しかし、実際の刃先には「刃先R(ノーズR)」と呼ばれる小さな丸みがあります。
- 直線(縦・横)の加工:ズレは発生しません。
- 斜め・アールの加工:丸みのせいで、削り残し(削り不足)や削りすぎが発生します。
G41/G42を使うと、NC装置が刃先Rの丸みを計算し、自動で最適なルートへ軌道をずらして全自動で綺麗な形状に仕上げてくれます。
G41とG42の簡単な見分け方

「刃物の後ろから進行方向を眺める」と一発で分かります。
- 外径加工(右から左へ削る場合)
- 進行方向(左)を向いて立つ。
- ワーク(材料)は刃物の「右側」にある。
- 材料を削るために右にずらす必要があるので G42 を使います。
- 内径加工(右から左へ削る場合)
- 進行方向(左)を向いて立つ。
- 穴の内側を削るため、材料は刃物の「左側」にある。
- 左にずらす必要があるので G41 を使います。
※この例をあげているのは画像の右側(赤枠)となります。
使うときの絶対ルール


- 移動しながらかける(空振り移動時)
- G41/G42は、材料に触れる前のアプローチ動作(直線移動)と同時に指令します。
- 例:
G1 G42 X40.0 Z2.0 F0.2
- キャンセル(G40)を忘れない
- 加工が終わり、材料から離れる移動のときに必ず G40 で解除します。
- 例:
G0 G40 X100.0 Z100.0
- NC画面へのデータ入力が必要
- プログラムにG41/G42を書くだけでは動きません。
- 旋盤の「オフセット(補正)画面」に、使用する工具の刃先R寸法(例:0.4や0.8)と、仮想刃先方向(コーナーの向き番号)を正しく入力してください。

まとめ・おさらい
CNC旋盤のG41・G42(刃先R補正)について、重要なポイントを1枚のシートのようにすっきりとまとめました。
1. 基本的な役割
- 目的:刃物の先端の丸み(刃先R)による加工寸法のズレを自動で補正する命令。
- 対象:テーパー(斜め)やアール(円弧)の加工で必須。

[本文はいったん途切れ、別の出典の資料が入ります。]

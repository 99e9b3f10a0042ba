//! # proctor-server
//!
//! HTTP service for university exam scheduling and study recommendations.
//!
//! This binary provides:
//! - **Exam scheduling** for admins, with a room conflict gate and
//!   drag-to-reschedule on a 30 minute slot grid
//! - **Student schedules**: exams grouped by day with conflict flags, a live
//!   next-exam countdown over SSE, and iCal export
//! - **Enrollment, learning preferences and study recommendations**
//! - **Catalog** management for courses, rooms and study resources
//!
//! Authentication is delegated to an identity gateway in front of the
//! service; see [`auth`].

mod api;
mod auth;
mod config;
mod error;
mod services;

use proctor_store::seed::seed_demo_data;
use proctor_store::Database;
use tracing::info;
use tracing_subscriber::EnvFilter;

use crate::api::AppState;
use crate::config::ServerConfig;

#[tokio::main]
async fn main() -> anyhow::Result<()> {
    // -----------------------------------------------------------------------
    // 1. Initialize tracing (respects RUST_LOG env var)
    // -----------------------------------------------------------------------
    tracing_subscriber::fmt()
        .with_env_filter(
            EnvFilter::try_from_default_env()
                .unwrap_or_else(|_| EnvFilter::new("info,proctor_server=debug")),
        )
        .init();

    info!("Starting proctor server v{}", env!("CARGO_PKG_VERSION"));

    // -----------------------------------------------------------------------
    // 2. Load configuration
    // -----------------------------------------------------------------------
    let config = ServerConfig::from_env();
    info!(
        http_addr = %config.http_addr,
        schedule_offset = %config.schedule_offset,
        gateway_secret = config.gateway_secret.is_some(),
        bootstrap_admins = config.bootstrap_admin_emails.len(),
        "Loaded configuration"
    );

    // -----------------------------------------------------------------------
    // 3. Open the database (runs pending migrations)
    // -----------------------------------------------------------------------
    let db = match &config.database_path {
        Some(path) => Database::open_at(path)?,
        None => Database::open_default()?,
    };
    if let Some(path) = db.path() {
        info!(path = %path.display(), "Database ready");
    }

    if config.seed_demo_data {
        let report = seed_demo_data(&db)?;
        info!(inserted = report.total(), ?report, "Demo data seeded");
    }

    // -----------------------------------------------------------------------
    // 4. Run the HTTP API server (blocks until shutdown)
    // -----------------------------------------------------------------------
    let http_addr = config.http_addr;
    let app_state = AppState::new(db, config);

    tokio::select! {
        result = api::serve(app_state, http_addr) => {
            if let Err(e) = result {
                tracing::error!(error = %e, "HTTP server failed");
                return Err(e);
            }
        }
        _ = tokio::signal::ctrl_c() => {
            info!("Received Ctrl+C, shutting down");
        }
    }

    Ok(())
}
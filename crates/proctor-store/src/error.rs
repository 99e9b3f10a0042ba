use thiserror::Error;

/// Errors produced by the store layer.
#[derive(Error, Debug)]
pub enum StoreError {
    /// SQLite error.
    #[error("Database error: {0}")]
    Sqlite(#[from] rusqlite::Error),

    /// Failed to determine a platform data directory.
    #[error("Could not determine application data directory")]
    NoDataDir,

    /// Generic I/O error (e.g. creating the database directory).
    #[error("IO error: {0}")]
    Io(#[from] std::io::Error),

    /// A query expected exactly one row but found none.
    #[error("Record not found")]
    NotFound,

    /// A write collided with a UNIQUE or PRIMARY KEY constraint.
    #[error("{0}")]
    Conflict(String),

    /// Migration failure.
    #[error("Migration error: {0}")]
    Migration(String),
}

/// Convenience alias used throughout the crate.
pub type Result<T> = std::result::Result<T, StoreError>;

/// Remap a uniqueness violation to [`StoreError::Conflict`] carrying a
/// readable message; any other error passes through untouched.
pub(crate) fn unique_violation(err: rusqlite::Error, message: &str) -> StoreError {
    match &err {
        rusqlite::Error::SqliteFailure(e, _)
            if e.extended_code == rusqlite::ffi::SQLITE_CONSTRAINT_UNIQUE
                || e.extended_code == rusqlite::ffi::SQLITE_CONSTRAINT_PRIMARYKEY =>
        {
            tracing::debug!(error = %err, "uniqueness violation");
            StoreError::Conflict(message.to_string())
        }
        _ => StoreError::Sqlite(err),
    }
}

/// Map `QueryReturnedNoRows` to [`StoreError::NotFound`].
pub(crate) fn not_found(err: rusqlite::Error) -> StoreError {
    match err {
        rusqlite::Error::QueryReturnedNoRows => StoreError::NotFound,
        other => StoreError::Sqlite(other),
    }
}
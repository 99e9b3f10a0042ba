//! One repository trait per entity.
//!
//! [`Database`](crate::Database) implements all of them; services take
//! whichever subset they need as generic bounds.

use proctor_shared::Role;
use uuid::Uuid;

use crate::error::Result;
use crate::models::*;

pub trait UserRepository {
    /// Fails with `Conflict` when the external id or email is taken.
    fn insert_user(&self, user: &User) -> Result<()>;
    fn get_user(&self, id: Uuid) -> Result<User>;
    fn find_user_by_external_id(&self, external_id: &str) -> Result<Option<User>>;
    fn find_user_by_email(&self, email: &str) -> Result<Option<User>>;
    fn list_users(&self) -> Result<Vec<User>>;
    fn update_user_role(&self, id: Uuid, role: Role) -> Result<User>;
}

pub trait CourseRepository {
    /// Fails with `Conflict` when the code is taken.
    fn insert_course(&self, course: &Course) -> Result<()>;
    fn get_course(&self, id: Uuid) -> Result<Course>;
    fn find_course_by_code(&self, code: &str) -> Result<Option<Course>>;
    /// Ordered by code.
    fn list_courses(&self) -> Result<Vec<Course>>;
}

pub trait RoomRepository {
    /// Fails with `Conflict` when building + number is taken.
    fn insert_room(&self, room: &Room) -> Result<()>;
    fn get_room(&self, id: Uuid) -> Result<Room>;
    fn find_room(&self, building: &str, number: &str) -> Result<Option<Room>>;
    /// Ordered by building, then number.
    fn list_rooms(&self) -> Result<Vec<Room>>;
}

pub trait ExamRepository {
    fn insert_exam(&self, exam: &Exam) -> Result<()>;
    fn get_exam(&self, id: Uuid) -> Result<Exam>;
    /// Overwrites every mutable column. `NotFound` if the id is unknown.
    fn update_exam(&self, exam: &Exam) -> Result<()>;
    /// Returns `true` if a row was deleted.
    fn delete_exam(&self, id: Uuid) -> Result<bool>;
    /// Insertion order.
    fn list_exams(&self) -> Result<Vec<Exam>>;
    fn list_exams_for_course(&self, course_id: Uuid) -> Result<Vec<Exam>>;
    /// Ordered by start time ascending.
    fn list_exams_for_courses(&self, course_ids: &[Uuid]) -> Result<Vec<Exam>>;
    fn list_exams_in_room(&self, room_id: Uuid) -> Result<Vec<Exam>>;
}

pub trait EnrollmentRepository {
    /// Fails with `Conflict` when the (user, course, semester) triple exists.
    fn insert_enrollment(&self, enrollment: &Enrollment) -> Result<()>;
    fn get_enrollment(&self, id: Uuid) -> Result<Enrollment>;
    fn find_enrollment(&self, user_id: Uuid, course_id: Uuid, semester: &str) -> Result<Option<Enrollment>>;
    fn list_enrollments_for_user(&self, user_id: Uuid) -> Result<Vec<Enrollment>>;
    fn delete_enrollment(&self, id: Uuid) -> Result<bool>;
}

pub trait StudyResourceRepository {
    fn insert_resource(&self, resource: &StudyResource) -> Result<()>;
    fn get_resource(&self, id: Uuid) -> Result<StudyResource>;
    fn update_resource(&self, resource: &StudyResource) -> Result<()>;
    fn delete_resource(&self, id: Uuid) -> Result<bool>;
    fn list_resources(&self) -> Result<Vec<StudyResource>>;
    fn list_resources_for_course(&self, course_id: Uuid) -> Result<Vec<StudyResource>>;
    /// Insertion order.
    fn list_resources_for_courses(&self, course_ids: &[Uuid]) -> Result<Vec<StudyResource>>;
}

pub trait PreferenceRepository {
    fn insert_preference(&self, preference: &LearningPreference) -> Result<()>;
    fn get_preference(&self, id: Uuid) -> Result<LearningPreference>;
    fn update_preference(&self, preference: &LearningPreference) -> Result<()>;
    fn delete_preference(&self, id: Uuid) -> Result<bool>;
    /// Insertion order; the first row is the effective preference.
    fn list_preferences_for_user(&self, user_id: Uuid) -> Result<Vec<LearningPreference>>;
}

pub trait RecommendationRepository {
    fn insert_recommendation(&self, recommendation: &LearningRecommendation) -> Result<()>;
    fn get_recommendation(&self, id: Uuid) -> Result<LearningRecommendation>;
    /// Highest priority first.
    fn list_recommendations_for_user(&self, user_id: Uuid) -> Result<Vec<LearningRecommendation>>;
    fn list_recommendations_for_user_course(
        &self,
        user_id: Uuid,
        course_id: Uuid,
    ) -> Result<Vec<LearningRecommendation>>;
    fn set_recommendation_completed(&self, id: Uuid, completed: bool) -> Result<LearningRecommendation>;
    fn delete_recommendation(&self, id: Uuid) -> Result<bool>;
}

/// Every repository at once, for callers that touch the whole model.
pub trait Store:
    UserRepository
    + CourseRepository
    + RoomRepository
    + ExamRepository
    + EnrollmentRepository
    + StudyResourceRepository
    + PreferenceRepository
    + RecommendationRepository
{
}

impl<T> Store for T where
    T: UserRepository
        + CourseRepository
        + RoomRepository
        + ExamRepository
        + EnrollmentRepository
        + StudyResourceRepository
        + PreferenceRepository
        + RecommendationRepository
{
}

直線(縦・横)だけなら不要。
2. コードごとの機能
| コード | 名称 | 補正の方向 | 主な用途 |
|---|---|---|---|
| G41 | 左側補正 | 進行方向に対して左にずらす | 内径加工(穴掘り) |
| G42 | 右側補正 | 進行方向に対して右にずらす | 外径加工(外側削り) |
| G40 | キャンセル | 補正を解除して通常に戻す | 加工終了時の離脱 |
3. 使うときの「絶対ルール」
- 直線移動とセットで使う
- 立ち上げ(G41/G42)と解除(G40)は、必ず直線移動(G0 または G1)のときに行う。

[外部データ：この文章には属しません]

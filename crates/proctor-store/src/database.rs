//! Database connection management.
//!
//! The [`Database`] struct owns a [`rusqlite::Connection`] and guarantees that
//! migrations are run before any other operation.

use std::path::{Path, PathBuf};

use directories::ProjectDirs;
use rusqlite::Connection;

use crate::error::{Result, StoreError};
use crate::migrations;

/// Wrapper around a [`rusqlite::Connection`].
pub struct Database {
    conn: Connection,
}

impl Database {
    /// Open (or create) the default application database.
    ///
    /// The database file is placed in the platform-appropriate data directory:
    /// - Linux:   `~/.local/share/proctor/proctor.db`
    /// - macOS:   `~/Library/Application Support/edu.proctor.proctor/proctor.db`
    /// - Windows: `{FOLDERID_RoamingAppData}\proctor\proctor\data\proctor.db`
    pub fn open_default() -> Result<Self> {
        Self::open_at(&Self::default_path()?)
    }

    /// Path used by [`Database::open_default`]. Creates the parent directory.
    pub fn default_path() -> Result<PathBuf> {
        let project_dirs =
            ProjectDirs::from("edu", "proctor", "proctor").ok_or(StoreError::NoDataDir)?;

        let data_dir = project_dirs.data_dir();
        std::fs::create_dir_all(data_dir)?;

        Ok(data_dir.join("proctor.db"))
    }

    /// Open (or create) a database at an explicit path.
    pub fn open_at(path: &Path) -> Result<Self> {
        tracing::info!(path = %path.display(), "opening database");

        let conn = Connection::open(path)?;

        // Recommended SQLite settings.
        conn.pragma_update(None, "journal_mode", "WAL")?;
        Self::init(conn)
    }

    /// Open a private in-memory database. Used by tests.
    pub fn open_in_memory() -> Result<Self> {
        Self::init(Connection::open_in_memory()?)
    }

    fn init(conn: Connection) -> Result<Self> {
        conn.pragma_update(None, "foreign_keys", "ON")?;

        // Run schema migrations.
        migrations::run_migrations(&conn)?;

        Ok(Self { conn })
    }

    /// Return a reference to the underlying `rusqlite::Connection`.
    ///
    /// Callers should prefer the repository traits, but direct access is
    /// occasionally needed for ad-hoc queries.
    pub fn conn(&self) -> &Connection {
        &self.conn
    }

    /// Return the filesystem path of the open database (if any).
    pub fn path(&self) -> Option<PathBuf> {
        self.conn.path().filter(|p| !p.is_empty()).map(PathBuf::from)
    }
}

- 円弧移動(G2 / G3)のときに指令するとアラーム(エラー)になる。
- 安全のためにG1推奨
- G0(早送り)でも有効だが、衝突リスク防止のためG1(切削送り)のタイミングでかけるのが安全・確実。
- 加工終了後は必ずG40
- 解除し忘れると、次の工具の動きや原点復帰の軌道が狂って衝突の原因になる。
- NC画面のデータ設定が必須
- プログラムだけでなく、機械のオフセット画面に「刃先R寸法」と「仮想刃先方向(向きの番号)」を入力しておく必要がある。
いかがだったでしょうか?実際の加工でも使用し、計画立案等作業試験でも出題されるコードとなります。しっかりと覚えておきましょう。次回は計画立案等作業試験で毎年出題される座標値の計算の説明をしていきたいと思います。今後も色んな情報をアップしていきますのでよろしくお願いします!